The use of the three manu designs represents a number of things. There is a sense of travel, which is inclusive of the migration history, but also encompasses life’s journey and a feeling of advancement. The concept of flight carries with it a message of direction, freedom and success. This is consistent with our vision of Successful Pacific Peoples and encapsulates what we wish to achieve for our people, our communities and our Ministry.
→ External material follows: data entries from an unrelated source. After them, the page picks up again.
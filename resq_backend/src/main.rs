use anyhow::Result;
use clap::{Parser, Subcommand};
use resq_backend::cli;
use resq_backend::config::ResqConfig;
use resq_backend::node::ResqNode;
use resq_backend::telemetry;
use resq_backend::utils;

#[derive(Parser)]
#[command(author, version, about = "ResQ community backend daemon and CLI")]
struct Args {
    #[command(subcommand)]
    command: Option<Command>,
}

#[derive(Subcommand)]
enum Command {
    /// Run the HTTP server (Axum) for REST/API access
    Serve,
    /// Start the interactive CLI for the feed, account, and hotlines
    Cli,
}

#[tokio::main]
async fn main() -> Result<()> {
    utils::print_banner();
    telemetry::init_tracing();

    let args = Args::parse();

    let config = ResqConfig::from_env()?;
    let node = ResqNode::start(config).await?;
    tracing::info!("bootstrap complete");

    match args.command.unwrap_or(Command::Serve) {
        Command::Serve => node.run_http_server().await,
        Command::Cli => {
            let snapshot = node.snapshot();
            cli::run_cli(snapshot.store, snapshot.events, snapshot.contacts).await
        }
    }
}
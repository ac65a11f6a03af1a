use crate::api;
use crate::bootstrap::{self, BootstrapResources};
use crate::config::ResqConfig;
use crate::contacts::ContactsCache;
use crate::events::EventHub;
use crate::store::Store;
use anyhow::Result;

/// Convenience wrapper that bootstraps the backend once and hands out
/// cloned handles for whichever entrypoint (CLI, REST server) needs them.
pub struct ResqNode {
    config: ResqConfig,
    bootstrap: BootstrapResources,
    events: EventHub,
}

impl ResqNode {
    /// Bootstraps all persistent state and wires up the change broadcast.
    pub async fn start(config: ResqConfig) -> Result<Self> {
        let bootstrap = bootstrap::initialize(&config).await?;
        let events = EventHub::new();

        tracing::info!(
            directories_created = ?bootstrap.directories_created,
            store_initialized = bootstrap.store_initialized,
            "resq node initialized"
        );

        Ok(Self {
            config,
            bootstrap,
            events,
        })
    }

    /// Returns a snapshot of the node's reusable handles.
    pub fn snapshot(&self) -> NodeSnapshot {
        NodeSnapshot {
            config: self.config.clone(),
            store: self.bootstrap.store.clone(),
            events: self.events.clone(),
            contacts: self.bootstrap.contacts.clone(),
        }
    }

    /// Runs the REST API server until shutdown.
    pub async fn run_http_server(&self) -> Result<()> {
        let snapshot = self.snapshot();
        api::serve_http(
            snapshot.config,
            snapshot.store,
            snapshot.events,
            snapshot.contacts,
        )
        .await
    }

    /// Returns a clone of the store handle.
    pub fn store(&self) -> Store {
        self.bootstrap.store.clone()
    }

    /// Returns the shared change broadcast.
    pub fn events(&self) -> EventHub {
        self.events.clone()
    }

    /// Returns the hotline directory.
    pub fn contacts(&self) -> ContactsCache {
        self.bootstrap.contacts.clone()
    }
}

/// Cloned handles suitable for consumers that just need read/write access
/// to backend services without owning the entire node struct.
#[derive(Clone)]
pub struct NodeSnapshot {
    pub config: ResqConfig,
    pub store: Store,
    pub events: EventHub,
    pub contacts: ContactsCache,
}
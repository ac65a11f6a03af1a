pub mod models;
pub mod repositories;

use crate::config::ResqPaths;
use anyhow::{anyhow, Result};
use rusqlite::Connection;
use std::sync::{Arc, Mutex};

pub(crate) const MIGRATIONS: &str = r#"
    PRAGMA journal_mode = WAL;
    PRAGMA foreign_keys = ON;

    CREATE TABLE IF NOT EXISTS users (
        id TEXT PRIMARY KEY,
        email TEXT NOT NULL UNIQUE,
        display_name TEXT,
        password_hash TEXT NOT NULL,
        created_at INTEGER NOT NULL
    );

    CREATE TABLE IF NOT EXISTS sessions (
        token TEXT PRIMARY KEY,
        user_id TEXT NOT NULL,
        created_at INTEGER NOT NULL,
        FOREIGN KEY (user_id) REFERENCES users(id) ON DELETE CASCADE
    );

    CREATE TABLE IF NOT EXISTS pending_deletions (
        uid TEXT PRIMARY KEY,
        email TEXT NOT NULL,
        requested_at INTEGER NOT NULL,
        scheduled_permanent_deletion_at INTEGER NOT NULL,
        status TEXT NOT NULL DEFAULT 'pending_deletion'
    );

    CREATE TABLE IF NOT EXISTS posts (
        id TEXT PRIMARY KEY,
        user_id TEXT NOT NULL,
        author_name TEXT NOT NULL,
        content TEXT NOT NULL,
        category TEXT NOT NULL DEFAULT 'General',
        timestamp INTEGER NOT NULL
    );

    CREATE TABLE IF NOT EXISTS post_likes (
        post_id TEXT NOT NULL,
        user_id TEXT NOT NULL,
        PRIMARY KEY (post_id, user_id),
        FOREIGN KEY (post_id) REFERENCES posts(id) ON DELETE CASCADE
    );

    CREATE TABLE IF NOT EXISTS post_comments (
        id TEXT PRIMARY KEY,
        post_id TEXT NOT NULL,
        user_id TEXT NOT NULL,
        user_name TEXT NOT NULL,
        text TEXT NOT NULL,
        timestamp INTEGER NOT NULL,
        FOREIGN KEY (post_id) REFERENCES posts(id) ON DELETE CASCADE
    );

    CREATE TABLE IF NOT EXISTS location_sharing (
        user_id TEXT PRIMARY KEY,
        user_name TEXT NOT NULL,
        latitude REAL NOT NULL,
        longitude REAL NOT NULL,
        timestamp INTEGER NOT NULL,
        is_emergency INTEGER NOT NULL DEFAULT 0
    );

    CREATE INDEX IF NOT EXISTS idx_posts_timestamp ON posts(timestamp DESC);
    CREATE INDEX IF NOT EXISTS idx_post_comments_post ON post_comments(post_id);
    CREATE INDEX IF NOT EXISTS idx_sessions_user ON sessions(user_id);
"#;

/// Shared handle over the backing SQLite document store. All access funnels
/// through one connection behind a mutex, so every read-modify-write done
/// inside a single closure is serialized against concurrent callers.
#[derive(Clone)]
pub struct Store {
    conn: Arc<Mutex<Connection>>,
    newly_created: bool,
}

impl Store {
    pub fn connect(paths: &ResqPaths) -> Result<Self> {
        let newly_created = !paths.db_path.exists();
        let conn = Connection::open(&paths.db_path)?;
        Ok(Self::from_connection(conn, newly_created))
    }

    pub fn from_connection(conn: Connection, newly_created: bool) -> Self {
        Self {
            conn: Arc::new(Mutex::new(conn)),
            newly_created,
        }
    }

    pub fn ensure_migrations(&self) -> Result<bool> {
        self.with_conn(|conn| {
            conn.execute_batch(MIGRATIONS)?;
            Ok(())
        })?;
        Ok(self.newly_created)
    }

    pub fn with_repositories<T, F>(&self, f: F) -> Result<T>
    where
        F: FnOnce(repositories::SqliteRepositories<'_>) -> Result<T>,
    {
        self.with_conn(|conn| {
            let repos = repositories::SqliteRepositories::new(conn);
            f(repos)
        })
    }

    fn with_conn<T, F>(&self, f: F) -> Result<T>
    where
        F: FnOnce(&Connection) -> Result<T>,
    {
        let guard = self
            .conn
            .lock()
            .map_err(|_| anyhow!("store mutex poisoned"))?;
        f(&guard)
    }
}
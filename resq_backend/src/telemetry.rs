use tracing_subscriber::EnvFilter;

/// Initializes a global tracing subscriber respecting the `RUST_LOG`
/// environment variable. Subsequent calls become no-ops so multiple binaries
/// can safely invoke it.
pub fn init_tracing() {
    let env_filter = std::env::var("RUST_LOG")
        .map(EnvFilter::new)
        .unwrap_or_else(|_| EnvFilter::new("resq_backend=info,tower_http=info"));
    let subscriber = tracing_subscriber::FmtSubscriber::builder()
        .with_env_filter(env_filter)
        .finish();
    let _ = tracing::subscriber::set_global_default(subscriber);
}
use super::auth::AuthedUser;
use super::{ApiError, ApiResult, AppState};
use crate::locations::{LocationService, LocationView, ShareLocationInput};
use axum::extract::State;
use axum::http::StatusCode;
use axum::Json;
use serde::Serialize;

fn location_service(state: &AppState) -> LocationService {
    LocationService::new(state.store.clone(), state.events.clone())
}

#[derive(Serialize)]
#[serde(rename_all = "camelCase")]
pub(crate) struct ShareAck {
    alerted: usize,
}

pub(crate) async fn list_locations_handler(
    State(state): State<AppState>,
    user: AuthedUser,
) -> ApiResult<Vec<LocationView>> {
    let others = location_service(&state).list_others(&user.id)?;
    Ok(Json(others))
}

/// The sharer only learns how many neighbors were alerted; the alerts
/// themselves go out over the location stream.
pub(crate) async fn share_location_handler(
    State(state): State<AppState>,
    user: AuthedUser,
    Json(payload): Json<ShareLocationInput>,
) -> ApiResult<ShareAck> {
    let alerts = location_service(&state).share(&user.author(), payload)?;
    Ok(Json(ShareAck {
        alerted: alerts.len(),
    }))
}

pub(crate) async fn stop_sharing_handler(
    State(state): State<AppState>,
    user: AuthedUser,
) -> Result<StatusCode, ApiError> {
    location_service(&state).stop_sharing(&user.id)?;
    Ok(StatusCode::OK)
}
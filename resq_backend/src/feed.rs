//! Paging over the community feed. The full, newest-first post list is held
//! in memory and every page is a fixed five-entry window into it; navigation
//! only moves a cursor and never touches the store.

use std::ops::Range;

pub const PAGE_SIZE: usize = 5;

/// Number of pages needed for `total_posts` entries. An empty feed still
/// renders as one (empty) page.
pub fn total_pages(total_posts: usize) -> usize {
    if total_posts > 0 {
        (total_posts + PAGE_SIZE - 1) / PAGE_SIZE
    } else {
        1
    }
}

/// Index window shown for a 1-based `page`. Pages past the end of the list
/// come back empty rather than clamping to the last page.
pub fn page_window(total_posts: usize, page: usize) -> Range<usize> {
    let start = page.saturating_sub(1).saturating_mul(PAGE_SIZE);
    if start >= total_posts {
        return total_posts..total_posts;
    }
    let end = (start + PAGE_SIZE).min(total_posts);
    start..end
}

/// Cursor over an in-memory feed snapshot.
///
/// Replacing the snapshot recomputes the page count but deliberately leaves
/// the cursor where it was, even when that page no longer exists; the caller
/// sees an empty window and can navigate back into range.
pub struct FeedPager<T> {
    posts: Vec<T>,
    current_page: usize,
    total_pages: usize,
}

impl<T> FeedPager<T> {
    pub fn new() -> Self {
        Self {
            posts: Vec::new(),
            current_page: 1,
            total_pages: 1,
        }
    }

    pub fn set_posts(&mut self, posts: Vec<T>) {
        self.total_pages = total_pages(posts.len());
        self.posts = posts;
    }

    pub fn current_page(&self) -> usize {
        self.current_page
    }

    pub fn total_pages(&self) -> usize {
        self.total_pages
    }

    pub fn total_posts(&self) -> usize {
        self.posts.len()
    }

    pub fn go_to_next_page(&mut self) {
        if self.current_page < self.total_pages {
            self.current_page += 1;
        }
    }

    pub fn go_to_previous_page(&mut self) {
        if self.current_page > 1 {
            self.current_page -= 1;
        }
    }

    pub fn go_to_page(&mut self, page: usize) {
        if page >= 1 && page <= self.total_pages {
            self.current_page = page;
        }
    }

    pub fn visible(&self) -> &[T] {
        &self.posts[page_window(self.posts.len(), self.current_page)]
    }
}

impl<T> Default for FeedPager<T> {
    fn default() -> Self {
        Self::new()
    }
}
use crate::config::NewsConfig;
use anyhow::Result;
use serde::{Deserialize, Serialize};

/// Search terms pinned to the safety beat. Quoted phrases survive as-is
/// because the provider parses its own query syntax.
pub const DEFAULT_QUERY: &str =
    "accident OR safety OR emergency OR disaster OR rescue OR \"safety tips\"";

#[derive(Debug, Clone, Serialize, Deserialize)]
#[serde(rename_all = "camelCase")]
pub struct NewsResponse {
    pub total_articles: i64,
    pub articles: Vec<Article>,
}

#[derive(Debug, Clone, Serialize, Deserialize)]
#[serde(rename_all = "camelCase")]
pub struct Article {
    pub title: String,
    #[serde(default)]
    pub description: Option<String>,
    #[serde(default)]
    pub content: Option<String>,
    pub url: String,
    #[serde(default)]
    pub image: Option<String>,
    pub published_at: String,
    pub source: ArticleSource,
}

#[derive(Debug, Clone, Serialize, Deserialize)]
pub struct ArticleSource {
    pub name: String,
    pub url: String,
}

/// Thin proxy over the GNews search endpoint, keyed and filtered to
/// Philippine English-language coverage.
#[derive(Clone)]
pub struct NewsClient {
    http: reqwest::Client,
    config: NewsConfig,
}

impl NewsClient {
    pub fn new(http: reqwest::Client, config: NewsConfig) -> Self {
        Self { http, config }
    }

    pub fn is_configured(&self) -> bool {
        self.config.api_key.is_some()
    }

    pub async fn latest(&self) -> Result<NewsResponse> {
        let Some(api_key) = self.config.api_key.as_deref() else {
            anyhow::bail!("news api key is not configured");
        };
        let response = self
            .http
            .get(format!("{}/search", self.config.base_url))
            .query(&[
                ("q", DEFAULT_QUERY),
                ("country", "ph"),
                ("lang", "en"),
                ("apikey", api_key),
            ])
            .send()
            .await?;
        if !response.status().is_success() {
            anyhow::bail!("news provider returned {}", response.status());
        }
        Ok(response.json::<NewsResponse>().await?)
    }
}

#[cfg(test)]
mod tests {
    use super::*;

    #[test]
    fn decodes_a_provider_payload() {
        let raw = r#"{
            "totalArticles": 2,
            "articles": [
                {
                    "title": "Signal No. 3 raised over Northern Luzon",
                    "description": "PAGASA warns of heavy rainfall.",
                    "content": "Residents are advised to evacuate low-lying areas...",
                    "url": "https://news.example.ph/signal-3",
                    "image": "https://news.example.ph/signal-3.jpg",
                    "publishedAt": "2024-10-21T04:30:00Z",
                    "source": {"name": "Example News", "url": "https://news.example.ph"}
                },
                {
                    "title": "Earthquake drill schedule released",
                    "url": "https://news.example.ph/drill",
                    "publishedAt": "2024-10-20T09:00:00Z",
                    "source": {"name": "Example News", "url": "https://news.example.ph"}
                }
            ]
        }"#;
        let decoded: NewsResponse = serde_json::from_str(raw).expect("decode");
        assert_eq!(decoded.total_articles, 2);
        assert_eq!(decoded.articles.len(), 2);
        assert_eq!(
            decoded.articles[0].title,
            "Signal No. 3 raised over Northern Luzon"
        );
        assert_eq!(decoded.articles[1].description, None);
        assert_eq!(decoded.articles[1].image, None);
        assert_eq!(decoded.articles[0].source.name, "Example News");
    }

    #[tokio::test]
    async fn missing_key_fails_before_any_request() {
        let client = NewsClient::new(reqwest::Client::new(), NewsConfig::default());
        assert!(!client.is_configured());
        let err = client.latest().await.unwrap_err();
        assert!(err.to_string().contains("not configured"));
    }
}
//! Shared helpers and constants will live here.

use chrono::Utc;

pub const APP_NAME: &str = "resq_backend";

/// Epoch milliseconds, the timestamp unit used across all stored documents.
pub fn now_millis() -> i64 {
    Utc::now().timestamp_millis()
}

/// Renders an epoch-millisecond timestamp for console output.
pub fn format_millis(millis: i64) -> String {
    chrono::DateTime::from_timestamp_millis(millis)
        .map(|dt| dt.to_rfc3339())
        .unwrap_or_else(|| millis.to_string())
}

pub fn print_banner() {
    println!("{} v{}", APP_NAME, env!("CARGO_PKG_VERSION"));
    println!("ResQ PH community backend: feed, auth, tracker, hotlines, news");
}
use crate::store::models::PendingDeletionRecord;
use anyhow::Result;
use rusqlite::{params, Connection, OptionalExtension};

pub(super) struct SqliteDeletionRepository<'conn> {
    pub(super) conn: &'conn Connection,
}

impl<'conn> super::DeletionRepository for SqliteDeletionRepository<'conn> {
    fn upsert(&self, record: &PendingDeletionRecord) -> Result<()> {
        self.conn.execute(
            r#"
            INSERT INTO pending_deletions
                (uid, email, requested_at, scheduled_permanent_deletion_at, status)
            VALUES (?1, ?2, ?3, ?4, ?5)
            ON CONFLICT(uid) DO UPDATE SET
                email = excluded.email,
                requested_at = excluded.requested_at,
                scheduled_permanent_deletion_at = excluded.scheduled_permanent_deletion_at,
                status = excluded.status
            "#,
            params![
                record.uid,
                record.email,
                record.requested_at,
                record.scheduled_permanent_deletion_at,
                record.status
            ],
        )?;
        Ok(())
    }

    fn get(&self, uid: &str) -> Result<Option<PendingDeletionRecord>> {
        Ok(self
            .conn
            .query_row(
                r#"
                SELECT uid, email, requested_at, scheduled_permanent_deletion_at, status
                FROM pending_deletions
                WHERE uid = ?1
                "#,
                params![uid],
                |row| {
                    Ok(PendingDeletionRecord {
                        uid: row.get(0)?,
                        email: row.get(1)?,
                        requested_at: row.get(2)?,
                        scheduled_permanent_deletion_at: row.get(3)?,
                        status: row.get(4)?,
                    })
                },
            )
            .optional()?)
    }

    fn remove(&self, uid: &str) -> Result<()> {
        self.conn
            .execute("DELETE FROM pending_deletions WHERE uid = ?1", params![uid])?;
        Ok(())
    }
}
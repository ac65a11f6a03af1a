use crate::config::ResqConfig;
use crate::contacts::ContactsCache;
use crate::store::Store;
use anyhow::Result;
use std::fs;

pub struct BootstrapResources {
    pub directories_created: Vec<String>,
    pub store_initialized: bool,
    pub store: Store,
    pub contacts: ContactsCache,
}

pub async fn initialize(config: &ResqConfig) -> Result<BootstrapResources> {
    let mut directories_created = Vec::new();
    create_dir_if_missing(&config.paths.data_dir, &mut directories_created)?;
    create_dir_if_missing(&config.paths.logs_dir, &mut directories_created)?;

    let store = Store::connect(&config.paths)?;
    let store_initialized = store.ensure_migrations()?;

    let contacts = ContactsCache::open(&config.paths.contacts_db_path)?;

    Ok(BootstrapResources {
        directories_created,
        store_initialized,
        store,
        contacts,
    })
}

fn create_dir_if_missing(path: &std::path::Path, created: &mut Vec<String>) -> Result<()> {
    if !path.exists() {
        fs::create_dir_all(path)?;
        created.push(path.display().to_string());
    }
    Ok(())
}
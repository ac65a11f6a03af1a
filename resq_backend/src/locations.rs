use crate::events::{ChangeEvent, EventHub, ProximityAlert};
use crate::posts::Author;
use crate::store::models::LocationRecord;
use crate::store::repositories::LocationRepository;
use crate::store::Store;
use crate::utils::now_millis;
use anyhow::Result;
use serde::{Deserialize, Serialize};

/// How close an emergency sharer has to be before nearby users are told.
pub const EMERGENCY_RADIUS_METERS: f64 = 5_000.0;

const EARTH_RADIUS_METERS: f64 = 6_371_000.0;

/// Great-circle distance between two coordinates, in meters.
pub fn haversine_meters(lat1: f64, lon1: f64, lat2: f64, lon2: f64) -> f64 {
    let d_lat = (lat2 - lat1).to_radians();
    let d_lon = (lon2 - lon1).to_radians();
    let a = (d_lat / 2.0).sin().powi(2)
        + lat1.to_radians().cos() * lat2.to_radians().cos() * (d_lon / 2.0).sin().powi(2);
    let c = 2.0 * a.sqrt().atan2((1.0 - a).sqrt());
    EARTH_RADIUS_METERS * c
}

/// Alert membership test. Strictly inside the radius; the boundary itself
/// does not alert.
fn within_alert_radius(distance_meters: f64) -> bool {
    distance_meters < EMERGENCY_RADIUS_METERS
}

#[derive(Debug, Clone, Serialize)]
#[serde(rename_all = "camelCase")]
pub struct LocationView {
    pub user_id: String,
    pub user_name: String,
    pub latitude: f64,
    pub longitude: f64,
    pub timestamp: i64,
    pub is_emergency: bool,
}

impl From<LocationRecord> for LocationView {
    fn from(record: LocationRecord) -> Self {
        Self {
            user_id: record.user_id,
            user_name: record.user_name,
            latitude: record.latitude,
            longitude: record.longitude,
            timestamp: record.timestamp,
            is_emergency: record.is_emergency,
        }
    }
}

#[derive(Debug, Clone, Deserialize)]
#[serde(rename_all = "camelCase")]
pub struct ShareLocationInput {
    pub latitude: f64,
    pub longitude: f64,
    #[serde(default)]
    pub is_emergency: bool,
}

#[derive(Clone)]
pub struct LocationService {
    store: Store,
    events: EventHub,
}

impl LocationService {
    pub fn new(store: Store, events: EventHub) -> Self {
        Self { store, events }
    }

    /// Publishes or refreshes the caller's shared position. When the share
    /// switches into emergency mode, everyone currently sharing within
    /// [`EMERGENCY_RADIUS_METERS`] gets a proximity alert. Staying in
    /// emergency mode across updates does not alert again.
    pub fn share(&self, author: &Author, input: ShareLocationInput) -> Result<Vec<ProximityAlert>> {
        let record = LocationRecord {
            user_id: author.id.clone(),
            user_name: author.name.clone(),
            latitude: input.latitude,
            longitude: input.longitude,
            timestamp: now_millis(),
            is_emergency: input.is_emergency,
        };
        let (previous, others) = self.store.with_repositories(|repos| {
            let previous = repos.locations().get(&author.id)?;
            let others = repos.locations().list_except(&author.id)?;
            repos.locations().upsert(&record)?;
            Ok((previous, others))
        })?;

        let was_emergency = previous.map(|p| p.is_emergency).unwrap_or(false);
        let mut alerts = Vec::new();
        if record.is_emergency && !was_emergency {
            for other in &others {
                let distance = haversine_meters(
                    record.latitude,
                    record.longitude,
                    other.latitude,
                    other.longitude,
                );
                if within_alert_radius(distance) {
                    alerts.push(ProximityAlert {
                        user_id: other.user_id.clone(),
                        from_user_id: author.id.clone(),
                        from_user_name: author.name.clone(),
                        distance_meters: distance,
                    });
                }
            }
        }

        self.events.publish(ChangeEvent::LocationsChanged);
        for alert in &alerts {
            self.events.publish(ChangeEvent::ProximityAlert(alert.clone()));
        }
        Ok(alerts)
    }

    pub fn stop_sharing(&self, user_id: &str) -> Result<()> {
        self.store
            .with_repositories(|repos| repos.locations().delete(user_id))?;
        self.events.publish(ChangeEvent::LocationsChanged);
        Ok(())
    }

    /// Everyone else currently on the map, for the caller's view.
    pub fn list_others(&self, user_id: &str) -> Result<Vec<LocationView>> {
        let records = self
            .store
            .with_repositories(|repos| repos.locations().list_except(user_id))?;
        Ok(records.into_iter().map(LocationView::from).collect())
    }
}

#[cfg(test)]
mod tests {
    use super::*;
    use rusqlite::Connection;

    // Intramuros, Manila and a point roughly a kilometer north of it.
    const MANILA: (f64, f64) = (14.5995, 120.9842);
    const MANILA_NEARBY: (f64, f64) = (14.6085, 120.9842);
    // Cebu City, far outside any alert radius around Manila.
    const CEBU: (f64, f64) = (10.3157, 123.8854);

    fn setup_service() -> LocationService {
        let conn = Connection::open_in_memory().expect("in-memory db");
        let store = Store::from_connection(conn, true);
        store.ensure_migrations().expect("migrations");
        LocationService::new(store, EventHub::new())
    }

    fn author(id: &str, name: &str) -> Author {
        Author {
            id: id.into(),
            name: name.into(),
        }
    }

    fn share_input(coords: (f64, f64), is_emergency: bool) -> ShareLocationInput {
        ShareLocationInput {
            latitude: coords.0,
            longitude: coords.1,
            is_emergency,
        }
    }

    #[test]
    fn haversine_matches_known_distances() {
        assert_eq!(
            haversine_meters(MANILA.0, MANILA.1, MANILA.0, MANILA.1),
            0.0
        );

        let short = haversine_meters(MANILA.0, MANILA.1, MANILA_NEARBY.0, MANILA_NEARBY.1);
        assert!((900.0..1_100.0).contains(&short), "got {short}");

        let long = haversine_meters(MANILA.0, MANILA.1, CEBU.0, CEBU.1);
        assert!((500_000.0..650_000.0).contains(&long), "got {long}");
    }

    #[test]
    fn emergency_alerts_reach_nearby_sharers_only() {
        let service = setup_service();
        service
            .share(&author("user-ben", "Ben"), share_input(MANILA_NEARBY, false))
            .expect("ben shares");
        service
            .share(&author("user-carlos", "Carlos"), share_input(CEBU, false))
            .expect("carlos shares");

        let alerts = service
            .share(&author("user-maria", "Maria"), share_input(MANILA, true))
            .expect("maria escalates");
        assert_eq!(alerts.len(), 1);
        assert_eq!(alerts[0].user_id, "user-ben");
        assert_eq!(alerts[0].from_user_id, "user-maria");
        assert_eq!(alerts[0].from_user_name, "Maria");
        assert!(alerts[0].distance_meters < EMERGENCY_RADIUS_METERS);
    }

    #[test]
    fn alert_radius_excludes_its_own_boundary() {
        assert!(within_alert_radius(4_999.9));
        assert!(!within_alert_radius(EMERGENCY_RADIUS_METERS));
        assert!(!within_alert_radius(5_000.1));
    }

    #[test]
    fn alerts_fire_only_on_the_transition_into_emergency() {
        let service = setup_service();
        service
            .share(&author("user-ben", "Ben"), share_input(MANILA_NEARBY, false))
            .expect("ben shares");

        let maria = author("user-maria", "Maria");
        let first = service
            .share(&maria, share_input(MANILA, true))
            .expect("first emergency share");
        assert_eq!(first.len(), 1);

        // still in emergency mode, so a position refresh stays quiet
        let refresh = service
            .share(&maria, share_input((14.5990, 120.9850), true))
            .expect("emergency refresh");
        assert!(refresh.is_empty());

        // dropping out and escalating again alerts again
        service
            .share(&maria, share_input(MANILA, false))
            .expect("back to normal");
        let second = service
            .share(&maria, share_input(MANILA, true))
            .expect("second emergency share");
        assert_eq!(second.len(), 1);
    }

    #[test]
    fn stopping_a_share_removes_it_from_the_map() {
        let service = setup_service();
        let maria = author("user-maria", "Maria");
        service
            .share(&maria, share_input(MANILA, false))
            .expect("share");
        service
            .share(&author("user-ben", "Ben"), share_input(MANILA_NEARBY, false))
            .expect("ben shares");

        let seen_by_ben = service.list_others("user-ben").expect("ben's view");
        assert_eq!(seen_by_ben.len(), 1);
        assert_eq!(seen_by_ben[0].user_id, "user-maria");
        assert!(!seen_by_ben[0].is_emergency);

        service.stop_sharing(&maria.id).expect("stop");
        assert!(service.list_others("user-ben").expect("after stop").is_empty());

        // an alert after the stop counts as a fresh transition
        let alerts = service
            .share(&maria, share_input(MANILA, true))
            .expect("fresh emergency");
        assert_eq!(alerts.len(), 1);
    }

    #[tokio::test]
    async fn sharing_publishes_map_and_alert_events() {
        let service = setup_service();
        service
            .share(&author("user-ben", "Ben"), share_input(MANILA_NEARBY, false))
            .expect("ben shares");

        let mut rx = service.events.subscribe();
        service
            .share(&author("user-maria", "Maria"), share_input(MANILA, true))
            .expect("maria escalates");

        assert!(matches!(rx.try_recv(), Ok(ChangeEvent::LocationsChanged)));
        match rx.try_recv() {
            Ok(ChangeEvent::ProximityAlert(alert)) => assert_eq!(alert.user_id, "user-ben"),
            other => panic!("unexpected event: {other:?}"),
        }
    }
}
The manu design can also be viewed as waves and ripples on the surface of the water, both of which are Pacific in feeling and speak to the impact we wish to have.

Name and Typography

The emphasis has been deliberately placed on Pacific Peoples in the name and the typography includes stylised rope lashings. The underlying message is one of togetherness expressed through a contemporary take on a Pacific design.

Colour

The design can accommodate a range of colours. As a result, it will have a chameleon-like flexibility – where we can use different colours for different purposes such as red for Tongan Language Week. However as a principal colour we have settled on a fresh, contemporary green that carries the sense of energy, life and growth that we want to express.

Costings

The Ministry worked with design students rather than a design agency. This means we gave the students real-world experiences that advances them in their careers, in-line with the Ministry’s vision of more successful Pacific peoples.  This also meant the Ministry could save costs and still get a quality outcome.

The Ministry’s Maori name reflects the strengthening of ties with Tangata Whenua.

Below is a breakdown of the visual identity costs, which includes the new Maori name:

What

Notes

Cost

Contractor for Te Reo translation

Development of Te Reo translation for the Ministry for Pacific   Peoples

$2,000

Designer 1

Payment for logo work

$1,500

Designer 2

Payment for logo work

$1,500

Manukau Institute of Technology

Recognition and payment in-kind for providing mentoring for students   during the process

$1,000

Signage

Due to a number of property moves that coincided with our rebranding the cost of changing signage was deemed a property cost rather than a rebranding cost.